DATA SUPPLIED —
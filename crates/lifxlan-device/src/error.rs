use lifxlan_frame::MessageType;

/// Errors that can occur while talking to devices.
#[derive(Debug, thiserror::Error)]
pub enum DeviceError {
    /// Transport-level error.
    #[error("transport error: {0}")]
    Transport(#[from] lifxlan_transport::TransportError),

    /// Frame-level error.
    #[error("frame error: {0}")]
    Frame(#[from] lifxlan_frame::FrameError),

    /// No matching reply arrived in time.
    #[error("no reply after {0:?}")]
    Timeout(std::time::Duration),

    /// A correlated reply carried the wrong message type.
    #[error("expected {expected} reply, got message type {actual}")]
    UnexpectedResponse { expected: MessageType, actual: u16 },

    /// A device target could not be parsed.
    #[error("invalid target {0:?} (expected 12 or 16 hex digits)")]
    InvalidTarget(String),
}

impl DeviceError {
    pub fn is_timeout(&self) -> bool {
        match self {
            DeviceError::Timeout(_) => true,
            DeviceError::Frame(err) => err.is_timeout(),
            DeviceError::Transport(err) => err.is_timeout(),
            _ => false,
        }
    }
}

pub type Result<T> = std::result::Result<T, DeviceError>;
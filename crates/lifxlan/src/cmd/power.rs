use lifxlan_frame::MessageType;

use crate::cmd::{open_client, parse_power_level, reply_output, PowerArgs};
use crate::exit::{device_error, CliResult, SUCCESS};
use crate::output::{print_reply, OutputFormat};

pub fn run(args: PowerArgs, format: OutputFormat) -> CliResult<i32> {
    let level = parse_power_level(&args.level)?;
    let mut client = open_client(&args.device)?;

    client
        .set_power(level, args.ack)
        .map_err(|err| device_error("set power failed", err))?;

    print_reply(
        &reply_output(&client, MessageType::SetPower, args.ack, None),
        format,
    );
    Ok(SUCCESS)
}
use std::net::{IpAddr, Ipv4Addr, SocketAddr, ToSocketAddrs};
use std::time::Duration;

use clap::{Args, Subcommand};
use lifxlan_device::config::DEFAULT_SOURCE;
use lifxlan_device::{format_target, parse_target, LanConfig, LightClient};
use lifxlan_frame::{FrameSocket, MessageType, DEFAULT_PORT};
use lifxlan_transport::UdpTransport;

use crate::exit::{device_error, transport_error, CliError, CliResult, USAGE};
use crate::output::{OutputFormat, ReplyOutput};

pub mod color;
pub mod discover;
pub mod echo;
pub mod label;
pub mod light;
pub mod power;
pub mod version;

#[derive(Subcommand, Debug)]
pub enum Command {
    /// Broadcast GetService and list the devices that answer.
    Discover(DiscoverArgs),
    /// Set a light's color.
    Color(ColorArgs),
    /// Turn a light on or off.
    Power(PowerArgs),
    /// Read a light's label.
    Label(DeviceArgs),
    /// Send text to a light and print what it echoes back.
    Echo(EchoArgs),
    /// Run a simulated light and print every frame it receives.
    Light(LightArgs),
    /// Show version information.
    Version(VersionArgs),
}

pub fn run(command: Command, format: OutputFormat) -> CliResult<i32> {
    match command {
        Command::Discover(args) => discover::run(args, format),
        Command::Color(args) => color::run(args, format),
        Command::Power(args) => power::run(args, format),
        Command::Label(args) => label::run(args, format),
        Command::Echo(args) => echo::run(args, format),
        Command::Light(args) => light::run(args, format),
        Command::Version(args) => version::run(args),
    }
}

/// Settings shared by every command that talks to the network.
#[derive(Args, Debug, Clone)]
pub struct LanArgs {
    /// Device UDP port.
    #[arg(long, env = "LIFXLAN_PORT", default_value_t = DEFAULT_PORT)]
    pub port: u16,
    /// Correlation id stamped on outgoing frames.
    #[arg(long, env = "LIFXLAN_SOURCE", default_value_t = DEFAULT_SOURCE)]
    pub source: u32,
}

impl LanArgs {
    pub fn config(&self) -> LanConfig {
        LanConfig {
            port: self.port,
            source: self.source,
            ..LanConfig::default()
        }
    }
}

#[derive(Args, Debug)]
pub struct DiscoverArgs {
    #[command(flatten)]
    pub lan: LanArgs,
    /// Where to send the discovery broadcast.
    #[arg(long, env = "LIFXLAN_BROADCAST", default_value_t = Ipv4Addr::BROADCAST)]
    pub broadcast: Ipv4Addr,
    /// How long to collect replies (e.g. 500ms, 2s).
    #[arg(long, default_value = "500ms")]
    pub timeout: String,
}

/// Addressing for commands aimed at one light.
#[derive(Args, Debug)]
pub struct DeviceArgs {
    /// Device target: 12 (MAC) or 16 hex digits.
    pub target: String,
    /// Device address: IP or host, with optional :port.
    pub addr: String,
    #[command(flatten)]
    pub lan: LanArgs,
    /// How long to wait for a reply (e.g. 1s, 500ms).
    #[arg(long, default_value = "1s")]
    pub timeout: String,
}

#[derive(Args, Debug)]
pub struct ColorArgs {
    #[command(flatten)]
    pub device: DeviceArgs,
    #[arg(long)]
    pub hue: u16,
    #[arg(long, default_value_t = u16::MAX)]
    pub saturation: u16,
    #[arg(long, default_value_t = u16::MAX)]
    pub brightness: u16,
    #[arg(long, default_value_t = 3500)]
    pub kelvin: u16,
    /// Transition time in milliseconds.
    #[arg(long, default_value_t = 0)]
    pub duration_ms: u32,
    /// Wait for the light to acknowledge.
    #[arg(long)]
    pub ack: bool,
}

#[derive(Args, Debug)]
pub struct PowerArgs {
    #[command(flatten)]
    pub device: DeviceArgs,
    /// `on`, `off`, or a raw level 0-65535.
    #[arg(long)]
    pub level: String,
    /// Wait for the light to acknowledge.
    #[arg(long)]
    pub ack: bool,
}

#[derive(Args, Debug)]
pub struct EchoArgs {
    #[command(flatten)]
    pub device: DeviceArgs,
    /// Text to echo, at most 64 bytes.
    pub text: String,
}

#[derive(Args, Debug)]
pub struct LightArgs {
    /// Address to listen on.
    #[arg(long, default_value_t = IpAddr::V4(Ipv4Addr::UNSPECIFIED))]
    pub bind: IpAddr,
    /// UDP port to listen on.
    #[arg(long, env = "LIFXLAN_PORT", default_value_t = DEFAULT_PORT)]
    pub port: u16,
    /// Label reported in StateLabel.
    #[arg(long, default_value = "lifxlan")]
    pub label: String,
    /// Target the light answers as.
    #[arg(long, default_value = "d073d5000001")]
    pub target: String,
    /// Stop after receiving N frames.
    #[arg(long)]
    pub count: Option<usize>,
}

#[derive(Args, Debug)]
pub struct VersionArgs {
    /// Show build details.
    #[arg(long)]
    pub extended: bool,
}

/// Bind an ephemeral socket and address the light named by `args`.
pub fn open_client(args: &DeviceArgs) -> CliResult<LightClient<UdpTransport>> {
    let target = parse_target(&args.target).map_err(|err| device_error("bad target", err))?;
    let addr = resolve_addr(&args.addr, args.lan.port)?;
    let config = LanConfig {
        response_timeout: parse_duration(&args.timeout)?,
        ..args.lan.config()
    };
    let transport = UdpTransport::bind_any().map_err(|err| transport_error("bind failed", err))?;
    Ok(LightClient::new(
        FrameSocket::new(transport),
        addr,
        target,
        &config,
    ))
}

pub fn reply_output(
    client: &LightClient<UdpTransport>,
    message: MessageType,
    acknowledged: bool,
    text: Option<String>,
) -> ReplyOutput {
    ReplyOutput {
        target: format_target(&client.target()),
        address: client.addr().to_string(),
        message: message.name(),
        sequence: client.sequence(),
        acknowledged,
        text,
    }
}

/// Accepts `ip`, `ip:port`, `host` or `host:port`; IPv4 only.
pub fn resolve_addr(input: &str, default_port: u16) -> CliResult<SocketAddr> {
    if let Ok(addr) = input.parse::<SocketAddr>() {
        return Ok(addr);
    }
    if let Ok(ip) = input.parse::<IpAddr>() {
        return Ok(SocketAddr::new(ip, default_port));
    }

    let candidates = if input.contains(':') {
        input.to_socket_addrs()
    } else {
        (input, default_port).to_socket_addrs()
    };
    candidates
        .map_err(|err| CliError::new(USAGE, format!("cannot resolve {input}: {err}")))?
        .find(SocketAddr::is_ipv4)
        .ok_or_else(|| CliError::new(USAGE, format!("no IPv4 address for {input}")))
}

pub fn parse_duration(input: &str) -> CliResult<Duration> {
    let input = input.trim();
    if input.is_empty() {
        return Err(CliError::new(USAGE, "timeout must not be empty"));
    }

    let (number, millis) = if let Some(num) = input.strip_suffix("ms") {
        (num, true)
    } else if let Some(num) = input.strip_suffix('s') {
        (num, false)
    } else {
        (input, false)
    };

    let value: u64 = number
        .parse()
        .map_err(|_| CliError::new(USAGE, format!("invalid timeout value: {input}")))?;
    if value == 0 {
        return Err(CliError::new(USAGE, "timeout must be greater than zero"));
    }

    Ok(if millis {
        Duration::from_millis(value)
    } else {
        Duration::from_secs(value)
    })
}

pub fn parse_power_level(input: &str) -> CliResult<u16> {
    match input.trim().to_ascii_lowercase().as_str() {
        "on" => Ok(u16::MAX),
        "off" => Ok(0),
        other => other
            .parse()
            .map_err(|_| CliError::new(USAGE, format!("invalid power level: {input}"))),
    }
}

EXERCISE PROMPT — After reading each line of the data, give only the number of lines that include the word "DiscoverArgs".

EXPECTED ANSWER — 2